→ Problem description:
Show, from the records below, all lines that contain the word "HostsStore".

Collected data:
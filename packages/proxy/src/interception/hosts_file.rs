// packages/proxy/src/interception/hosts_file.rs
//! Hosts file editing for DNS-level redirection
//!
//! Redirection entries are tagged with a trailing marker so the proxy only
//! ever removes lines it wrote itself:
//!
//! ```text
//! 127.0.0.2 sls.example.com # game-proxy
//! ```

use std::fmt;
use std::io;
use std::path::{Path, PathBuf};
use thiserror::Error;
use tracing::debug;

const ENTRY_MARKER: &str = "# game-proxy";

/// Hosts file failure category
#[derive(Debug, Clone, Copy, PartialEq, Eq)]
pub enum HostsErrorKind {
    /// File is flagged read-only (EACCES)
    ReadOnly,

    /// File is locked by another process (EBUSY)
    Busy,

    /// Not enough privileges (EPERM)
    PermissionDenied,

    /// File or directory missing (ENOENT)
    NotFound,

    Other,
}

impl HostsErrorKind {
    /// Classify an I/O error from a hosts file operation
    pub fn classify(err: &io::Error) -> Self {
        #[cfg(unix)]
        {
            match err.raw_os_error() {
                Some(libc::EACCES | libc::EROFS) => return HostsErrorKind::ReadOnly,
                Some(libc::EBUSY) => return HostsErrorKind::Busy,
                Some(libc::EPERM) => return HostsErrorKind::PermissionDenied,
                Some(libc::ENOENT) => return HostsErrorKind::NotFound,
                _ => {}
            }
        }

        match err.kind() {
            io::ErrorKind::PermissionDenied => HostsErrorKind::PermissionDenied,
            io::ErrorKind::NotFound => HostsErrorKind::NotFound,
            _ => HostsErrorKind::Other,
        }
    }
}

impl fmt::Display for HostsErrorKind {
    fn fmt(&self, f: &mut fmt::Formatter<'_>) -> fmt::Result {
        let text = match self {
            HostsErrorKind::ReadOnly => "Hosts file is set to read-only",
            HostsErrorKind::Busy => "Hosts file is busy and cannot be written to",
            HostsErrorKind::PermissionDenied => "Insufficient permission to modify hosts file",
            HostsErrorKind::NotFound => "Unable to write to hosts file",
            HostsErrorKind::Other => "Unexpected hosts file error",
        };
        f.write_str(text)
    }
}

/// Categorised hosts file error
#[derive(Error, Debug)]
#[error("{kind} ({path}): {source}")]
pub struct HostsError {
    pub kind: HostsErrorKind,
    pub path: String,
    #[source]
    pub source: io::Error,
}

impl HostsError {
    pub fn new(path: &Path, source: io::Error) -> Self {
        Self {
            kind: HostsErrorKind::classify(&source),
            path: path.display().to_string(),
            source,
        }
    }

    /// User-facing remediation steps
    pub fn remediation(&self) -> Vec<String> {
        let antivirus = "Make sure no anti-virus software is running.".to_string();
        match self.kind {
            HostsErrorKind::ReadOnly => vec![
                antivirus,
                format!("Locate \"{}\" and clear its read-only attribute.", self.path),
            ],
            HostsErrorKind::Busy => vec![
                antivirus,
                format!("Try deleting \"{}\".", self.path),
            ],
            HostsErrorKind::PermissionDenied | HostsErrorKind::NotFound => vec![
                antivirus,
                "Run the proxy as administrator (or root).".to_string(),
            ],
            HostsErrorKind::Other => Vec::new(),
        }
    }
}

/// Store of hostname → address overrides
///
/// Both operations are idempotent.
pub trait HostsStore: Send {
    /// Make `hostname` resolve to `listen_hostname`
    fn set(&mut self, listen_hostname: &str, hostname: &str) -> Result<(), HostsError>;

    /// Remove a redirection previously made by `set`
    fn remove(&mut self, listen_hostname: &str, hostname: &str) -> Result<(), HostsError>;
}

/// OS hosts file
pub struct HostsFile {
    path: PathBuf,
}

impl HostsFile {
    pub fn new(path: impl Into<PathBuf>) -> Self {
        Self { path: path.into() }
    }

    /// Hosts file of the running OS
    pub fn system() -> Self {
        Self::new(Self::default_path())
    }

    pub fn default_path() -> PathBuf {
        #[cfg(windows)]
        {
            let root = std::env::var("SystemRoot").unwrap_or_else(|_| "C:\\Windows".to_string());
            PathBuf::from(root).join("System32\\drivers\\etc\\hosts")
        }

        #[cfg(not(windows))]
        {
            PathBuf::from("/etc/hosts")
        }
    }

    pub fn path(&self) -> &Path {
        &self.path
    }

    fn read(&self) -> Result<String, HostsError> {
        std::fs::read_to_string(&self.path).map_err(|e| HostsError::new(&self.path, e))
    }

    fn write(&self, content: &str) -> Result<(), HostsError> {
        std::fs::write(&self.path, content).map_err(|e| HostsError::new(&self.path, e))
    }

    /// Terminator the file already uses
    fn line_ending(content: &str) -> &'static str {
        if content.contains("\r\n") {
            "\r\n"
        } else {
            "\n"
        }
    }

    /// Whether `line` is one of our entries for the given pair
    fn is_entry(line: &str, listen_hostname: &str, hostname: &str) -> bool {
        let Some(body) = line.strip_suffix(ENTRY_MARKER) else {
            return false;
        };
        let mut fields = body.split_whitespace();
        fields.next() == Some(listen_hostname) && fields.next() == Some(hostname) && fields.next().is_none()
    }
}

impl HostsStore for HostsFile {
    fn set(&mut self, listen_hostname: &str, hostname: &str) -> Result<(), HostsError> {
        let mut content = self.read()?;

        if content
            .lines()
            .any(|line| Self::is_entry(line.trim_end(), listen_hostname, hostname))
        {
            debug!("Hosts entry for {} already present", hostname);
            return Ok(());
        }

        let eol = Self::line_ending(&content);
        if !content.is_empty() && !content.ends_with('\n') {
            content.push_str(eol);
        }
        content.push_str(&format!("{} {} {}{}", listen_hostname, hostname, ENTRY_MARKER, eol));

        debug!("Adding hosts entry {} -> {}", hostname, listen_hostname);
        self.write(&content)
    }

    fn remove(&mut self, listen_hostname: &str, hostname: &str) -> Result<(), HostsError> {
        let content = self.read()?;

        let mut removed = false;
        let mut kept = String::with_capacity(content.len());
        for line in content.split_inclusive('\n') {
            if Self::is_entry(line.trim_end(), listen_hostname, hostname) {
                removed = true;
                continue;
            }
            kept.push_str(line);
        }

        if !removed {
            return Ok(());
        }

        debug!("Removing hosts entry {} -> {}", hostname, listen_hostname);
        self.write(&kept)
    }
}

→ Reply:
pub trait HostsStore: Send {
impl HostsStore for HostsFile {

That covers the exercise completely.